駐車場の形式は一緒なのになんで国によって駐車の向きが違う? 「前向き」「後ろ向き」が決まる要因とは (2/2ページ)

日本の駐車文化がじつは先進的だった

 また、構造的にもバック駐車のほうが駐車しやすい。前輪が操舵輪となっている一般的な自動車では、前進時に内輪差が生じるが、バック時にはこの内輪差の影響を受けにくい。とくに、狭いスペースでは前向き駐車よりもバック駐車の方が駐車しやすい。

 加えて、駐車枠の正面には壁や縁石、植栽が配置されていることが多く、前から駐車するとバンパーやナンバープレートを接触させる危険性がある。一方で後退なら多くの車両のリヤに装備されたカメラやセンサーが役立ち、距離感をつかみやすい。

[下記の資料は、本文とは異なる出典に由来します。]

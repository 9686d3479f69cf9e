//! Package descriptors.

use std::path::{Path, PathBuf};

use serde::{Deserialize, Serialize};

use crate::manifest::{EntryField, FieldTypeError, Manifest};
use crate::outputs::BuildConfig;
use crate::paths;

/// A discovered package together with its derived build plan.
#[derive(Debug, Clone, PartialEq, Serialize, Deserialize)]
pub struct Package {
    /// Name declared in the manifest, if it is a string.
    pub name: Option<String>,
    /// Absolute package directory.
    pub path: PathBuf,
    pub manifest: Manifest,
    /// Bundle entry point, `<path>/src/index.js`.
    pub input: PathBuf,
    pub configs: Vec<BuildConfig>,
}

impl Package {
    /// Creates a descriptor with an empty build plan.
    pub fn new(path: impl AsRef<Path>, manifest: Manifest) -> Self {
        let path = path.as_ref().to_path_buf();
        Self {
            name: manifest.name().ok().flatten().map(str::to_owned),
            input: path.join("src").join("index.js"),
            path,
            manifest,
            configs: Vec::new(),
        }
    }

    /// Declared name, falling back to the directory name for display.
    pub fn display_name(&self) -> String {
        match self.name.as_deref() {
            Some(name) if !name.is_empty() => name.to_string(),
            _ => self
                .path
                .file_name()
                .map(|n| n.to_string_lossy().into_owned())
                .unwrap_or_else(|| self.path.display().to_string()),
        }
    }

    /// Absolute path of an entry field, honouring browser replacements.
    #[inline]
    pub fn resolve_entry(
        &self,
        field: EntryField,
        is_browser: bool,
    ) -> Result<Option<PathBuf>, FieldTypeError> {
        Ok(self
            .manifest
            .entry_for_target(field, is_browser)?
            .map(|value| paths::resolve(&self.path, value)))
    }

    #[inline]
    pub fn is_buildable(&self) -> bool {
        !self.configs.is_empty()
    }
}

 近年、この駐車の悩みを解決する技術革新が急速に進んでいる。ADAS(先進運転支援システム)を中心とした高精度なセンサー技術とAIの活用が進んでいるのだ。日産のプロパイロットパーキングやBMW miniのパーキング・アシスト・プロフェッショナルでも並列・縦列駐車をサポートし、前向き駐車もアシストしている。

 また、最近の電気自動車ブームでこの問題が注目されている。それはEVの充電時に起こる。なぜなら、充電するときはEVの構造次第で前向き駐車かバック駐車かが決まるからである。EVの充電ポートが前にあるか後ろにあるかで駐車方向が指定される。

 日産リーフやホンダN-ONE e:はフロント正面に、日産アリアやレクサス、トヨタ bZ4Xはフロントフェンダー近くに充電ポートがあり前向き駐車が便利だ。他方、テスラや日産サクラなどは充電ポートが車両後部にある。バック駐車すれば、充電ケーブルを後ろから挿しやすく、利便性が高い。さらに、充電器からの充電ケーブルの長さがマチマチなので、ときに届かないこともあり、充電時の駐車向きには充電ポートの位置を考慮する必要がある。

 興味深いことに、電気自動車の充電ポート位置を見ると、各国の駐車文化とは異なる実用的な判断が優先されていることがわかる。前向き駐車が主流のアメリカのテスラは充電ポートを車体後方(左後のフェンダー上部)に配置している。これはバック駐車を前提とした設計だ。一方、バック駐車が主流の日本の日産リーフは、充電ポートを車体前方に配置している。このように、充電ポート位置は駐車文化よりも、充電インフラの設置状況や使いやすさが優先されて決められているようだ。

 しかし最近、アメリカでも変化の兆しが見えている。AAA(American Automobile Association)など一部の自動車団体が安全性の観点からEVのみならず日本のようなバック駐車を推奨し始めており、日本の駐車文化がじつは先進的だったという評価も生まれている。

 以上のことより、日本の駐車方法がバック主流となった背景には、道路環境や車両設計、安全意識などが複雑に絡んでいることがわかる。狭いスペースを有効活用し、事故リスクを減らすための合理的な選択が、長い時間をかけて習慣として根付いたのだ。一方で、海外のように前から駐車するスタイルも、条件次第では利便性が高い。

 今後、自動運転技術の進化や駐車場の設計変更によって、駐車方法の選択はより自由になるだろう。いずれにせよ、日本の駐車事情は、独自の環境と文化が生み出した興味深い事例といえるだろう。